Ok, so let's begin. I woke up one morning and was in a bust things up with a hammer sort of mood. I turned on the Nerdist podcast, headed down to the basement with goggles, gloves, and a mask and began chiseling away at the shower tiles. I quickly realized that this was going to be much harder than the kitchen tiles I did earlier. There was such a ridiculous amount of mortar used to install these light little tiles that it made it not only impossible to get them off, but it was taking chunks of the wall away with it. After two hours of getting only three rows done I knew that a demo hammer was needed to finish this puppy up. Between the amount of dust that would be created and the strength you need to hold up that hammer for hours on end, I was going to have to turn the rest of the tile demo over to Matt. Two days later with shaky, sore arms and faux gray hair Matt defeated the tiles.

During this tile demo Matt created massive holes in the walls and got a peak at what was really holding this bathroom together. His discovery was not what I was expecting or wanting to hear. In disbelief I listened as he told me that the studs were crooked, just haphazardly thrown together, and even worse: rotten with water damage. The more he inspected, the more he was convinced that the whole bathroom would need to be reconstructed from the ground up. With my jaw in my hands and my mind still refusing to believe, I was realizing that my sprucing up project that I thought would take me a week or two was turning into a long-term nightmare. Visions of disaster DIY home improvement show episodes were flooding my mind, and I tried to figure out ways to get by without tearing everything down. But alas, Matt was pretty sure that due to the water damage, very little of the underlying structure could be salvaged. This is when I just took off my construction hat and gave it over to him to figure out. Even though he’d never done any of this before, he was determined to start from scratch with his trusty partner Google at his side.
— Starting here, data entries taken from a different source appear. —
//! Full-screen envelope overlay drawn while the reveal is running.

use ratatui::{
    Frame,
    buffer::Buffer,
    layout::{Alignment, Rect},
    style::{Color, Modifier, Style},
    text::{Line, Span},
    widgets::{Block, BorderType, Borders, Clear, Paragraph},
};
use unicode_width::UnicodeWidthStr;

use vivento_engine::{RevealSequencer, RevealStage, UiOptions};

use crate::effects::{EnvelopePose, envelope_pose, scale_rect};
use crate::theme::{EnvelopePalette, Glyphs, Palette, envelope_palette, styles};

const ENVELOPE_MAX_WIDTH: u16 = 56;
const ENVELOPE_MAX_HEIGHT: u16 = 16;
const CARD_HEIGHT: u16 = 5;
const CONFETTI_PIECES: u32 = 30;

pub(crate) fn draw_envelope(
    frame: &mut Frame,
    sequencer: &RevealSequencer,
    options: UiOptions,
    palette: &Palette,
    glyphs: &Glyphs,
) {
    let area = frame.area();
    frame.render_widget(
        Block::default().style(Style::default().bg(palette.bg_overlay)),
        area,
    );

    let pose = envelope_pose(sequencer, options.reduced_motion);
    let colors = envelope_palette(sequencer.color_scheme(), options);

    draw_skip_hint(frame, area, palette, glyphs);

    let base = envelope_rect(area);
    let envelope = scale_rect(base, pose.scale);
    if pose.opacity > 0.05 && envelope.width >= 8 && envelope.height >= 4 {
        let fade = fade_modifier(pose.opacity);
        draw_body(frame, envelope, &colors, fade);
        draw_flap(frame.buffer_mut(), area, envelope, &pose, &colors, fade);
        if sequencer.stage() == RevealStage::Closed {
            draw_seal(frame, envelope, &colors, glyphs, palette);
        }
    }

    if pose.card_rise > 0.0 {
        draw_card(frame, area, base, &pose, &colors);
    }

    if sequencer.stage() == RevealStage::Opened && !options.reduced_motion {
        let t = 1.0 - pose.opacity;
        draw_confetti(frame.buffer_mut(), area, base, t, glyphs, palette);
    }
}

fn envelope_rect(area: Rect) -> Rect {
    let width = ENVELOPE_MAX_WIDTH.min(area.width.saturating_sub(4));
    let height = ENVELOPE_MAX_HEIGHT.min(area.height.saturating_sub(8));
    Rect {
        x: area.x + area.width.saturating_sub(width) / 2,
        y: area.y + area.height.saturating_sub(height) / 2 + 2,
        width,
        height,
    }
    .intersection(area)
}

fn fade_modifier(opacity: f32) -> Modifier {
    if opacity < 0.5 {
        Modifier::DIM
    } else {
        Modifier::empty()
    }
}

fn draw_skip_hint(frame: &mut Frame, area: Rect, palette: &Palette, glyphs: &Glyphs) {
    let text = format!("Esc {} keç ", glyphs.cross);
    let width = (text.width() as u16).min(area.width);
    let rect = Rect {
        x: area.right().saturating_sub(width + 1),
        y: area.y,
        width,
        height: 1,
    }
    .intersection(area);
    frame.render_widget(
        Paragraph::new(Span::styled(text, styles::key_hint(palette))),
        rect,
    );
}

fn draw_body(frame: &mut Frame, envelope: Rect, colors: &EnvelopePalette, fade: Modifier) {
    let block = Block::default()
        .borders(Borders::ALL)
        .border_type(BorderType::Double)
        .border_style(Style::default().fg(colors.border).add_modifier(fade))
        .style(Style::default().bg(colors.body));
    frame.render_widget(Clear, envelope);
    frame.render_widget(block, envelope);
}

/// Closed flap hangs as a `V` inside the body; past half-open it folds up above the body as `Λ`.
fn draw_flap(
    buf: &mut Buffer,
    area: Rect,
    envelope: Rect,
    pose: &EnvelopePose,
    colors: &EnvelopePalette,
    fade: Modifier,
) {
    let inner_width = envelope.width.saturating_sub(2);
    let full_height = (envelope.height.saturating_sub(2) / 2).max(1);
    let half = f32::from(inner_width) / 2.0;
    let style = Style::default()
        .fg(colors.border)
        .bg(colors.flap)
        .add_modifier(fade);
    let fill = Style::default().bg(colors.flap);

    let (rows, downward) = if pose.flap_open < 0.5 {
        let shrink = 1.0 - pose.flap_open * 2.0;
        ((f32::from(full_height) * shrink).round() as u16, true)
    } else {
        let grow = (pose.flap_open - 0.5) * 2.0;
        ((f32::from(full_height) * grow).round() as u16, false)
    };
    if rows == 0 {
        return;
    }

    let step = half / f32::from(rows);
    for r in 0..rows {
        let (y, inset) = if downward {
            (envelope.y + 1 + r, (f32::from(r) * step).round() as u16)
        } else {
            let Some(y) = envelope.y.checked_sub(rows - r) else {
                continue;
            };
            (y, (f32::from(rows - 1 - r) * step).round() as u16)
        };
        if y < area.y || y >= area.bottom() {
            continue;
        }
        let left = envelope.x + 1 + inset;
        let right = (envelope.x + envelope.width).saturating_sub(2 + inset);
        if right <= left {
            buf.set_string(left, y, if downward { "V" } else { "Λ" }, style);
            continue;
        }
        let (l, rch) = if downward { ("\\", "/") } else { ("/", "\\") };
        buf.set_string(left, y, l, style);
        for x in left + 1..right {
            buf.set_string(x, y, " ", fill);
        }
        buf.set_string(right, y, rch, style);
    }
}

fn draw_seal(
    frame: &mut Frame,
    envelope: Rect,
    colors: &EnvelopePalette,
    glyphs: &Glyphs,
    palette: &Palette,
) {
    let seal = format!(" {} ", glyphs.seal);
    let seal_width = seal.width() as u16;
    let inner_height = envelope.height.saturating_sub(2);
    let y = envelope.y + 1 + (inner_height / 2).max(1).min(inner_height.saturating_sub(1));
    let x = envelope.x + envelope.width.saturating_sub(seal_width) / 2;
    frame.buffer_mut().set_string(
        x,
        y,
        &seal,
        Style::default()
            .fg(colors.body)
            .bg(colors.border)
            .add_modifier(Modifier::BOLD),
    );

    let prompt = "Açmaq üçün Enter basın";
    let prompt_rect = Rect {
        x: envelope.x,
        y: envelope.bottom(),
        width: envelope.width,
        height: 1,
    }
    .intersection(frame.area());
    frame.render_widget(
        Paragraph::new(Line::from(Span::styled(
            prompt,
            Style::default()
                .fg(palette.gold)
                .add_modifier(Modifier::ITALIC),
        )))
        .alignment(Alignment::Center),
        prompt_rect,
    );
}

fn draw_card(
    frame: &mut Frame,
    area: Rect,
    envelope: Rect,
    pose: &EnvelopePose,
    colors: &EnvelopePalette,
) {
    let width = envelope.width.saturating_sub(8).max(12).min(area.width);
    let start_y = envelope.y + envelope.height / 2;
    let travel = (envelope.height / 2 + CARD_HEIGHT).min(start_y.saturating_sub(area.y));
    let lift = (f32::from(travel) * pose.card_rise).round() as u16;
    let card = Rect {
        x: area.x + area.width.saturating_sub(width) / 2,
        y: start_y.saturating_sub(lift),
        width,
        height: CARD_HEIGHT,
    }
    .intersection(area);
    if card.height < 3 {
        return;
    }

    let lines = vec![
        Line::from(Span::styled(
            "Dəvətnamə",
            Style::default()
                .fg(colors.card_ink)
                .add_modifier(Modifier::BOLD),
        )),
        Line::from(Span::styled(
            "Vivento",
            Style::default()
                .fg(Color::DarkGray)
                .add_modifier(Modifier::ITALIC),
        )),
    ];
    let paragraph = Paragraph::new(lines).alignment(Alignment::Center).block(
        Block::default()
            .borders(Borders::ALL)
            .border_type(BorderType::Rounded)
            .border_style(Style::default().fg(colors.border))
            .style(Style::default().bg(Color::Rgb(255, 255, 255))),
    );
    frame.render_widget(Clear, card);
    frame.render_widget(paragraph, card);
}

/// Deterministic burst: piece `i` flies out from the envelope center along its own heading.
fn draw_confetti(
    buf: &mut Buffer,
    area: Rect,
    envelope: Rect,
    t: f32,
    glyphs: &Glyphs,
    palette: &Palette,
) {
    let colors = [palette.gold, palette.warning, palette.text_primary, palette.accent];
    let cx = f32::from(envelope.x) + f32::from(envelope.width) / 2.0;
    let cy = f32::from(envelope.y) + f32::from(envelope.height) / 2.0;
    let reach_x = f32::from(area.width) / 2.0;
    let reach_y = f32::from(area.height) / 2.0;

    for i in 0..CONFETTI_PIECES {
        let hash = i.wrapping_mul(2_654_435_761);
        let angle = (hash % 360) as f32 * std::f32::consts::PI / 180.0;
        let speed = 0.4 + (hash >> 9) as f32 % 60.0 / 100.0;
        let dist = t * speed;
        let x = cx + angle.cos() * dist * reach_x;
        let y = cy + angle.sin() * dist * reach_y;
        if x < f32::from(area.x) || y < f32::from(area.y) {
            continue;
        }
        let (x, y) = (x as u16, y as u16);
        if x >= area.right() || y >= area.bottom() {
            continue;
        }
        let idx = i as usize;
        buf.set_string(
            x,
            y,
            glyphs.confetti[idx % glyphs.confetti.len()],
            Style::default().fg(colors[idx % colors.len()]),
        );
    }
}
In the meantime I hit the computer and started mocking up the design in Photoshop. I knew the exact look and feel I wanted to go with so that made everything flow without much struggle. Then I began the hunt for paint color, tiles, fixtures, shelving, accessories, the sink, the ceiling, the mirror, and the countertop material. Since the room is rather small I wanted to preserve as much space as possible and decided to only work with open shelving, light colors, and forgo a vanity for a minimal counter and a table top sink.

Back to the mess. As Matt tore down the walls of the old and put in all new studs, lots of fun obstacles kept arising. Number one being that nothing was square, even, or straight (a fun fact that comes with a century old house). This made everything infinitely harder. But, with a lot of patience and math skills it all got worked out. We learned pretty early on that the house was built wacky and that we would have to embrace and emphasize its flaws and character in order to not go totally insane (something this perfectionist still has a hard time with.)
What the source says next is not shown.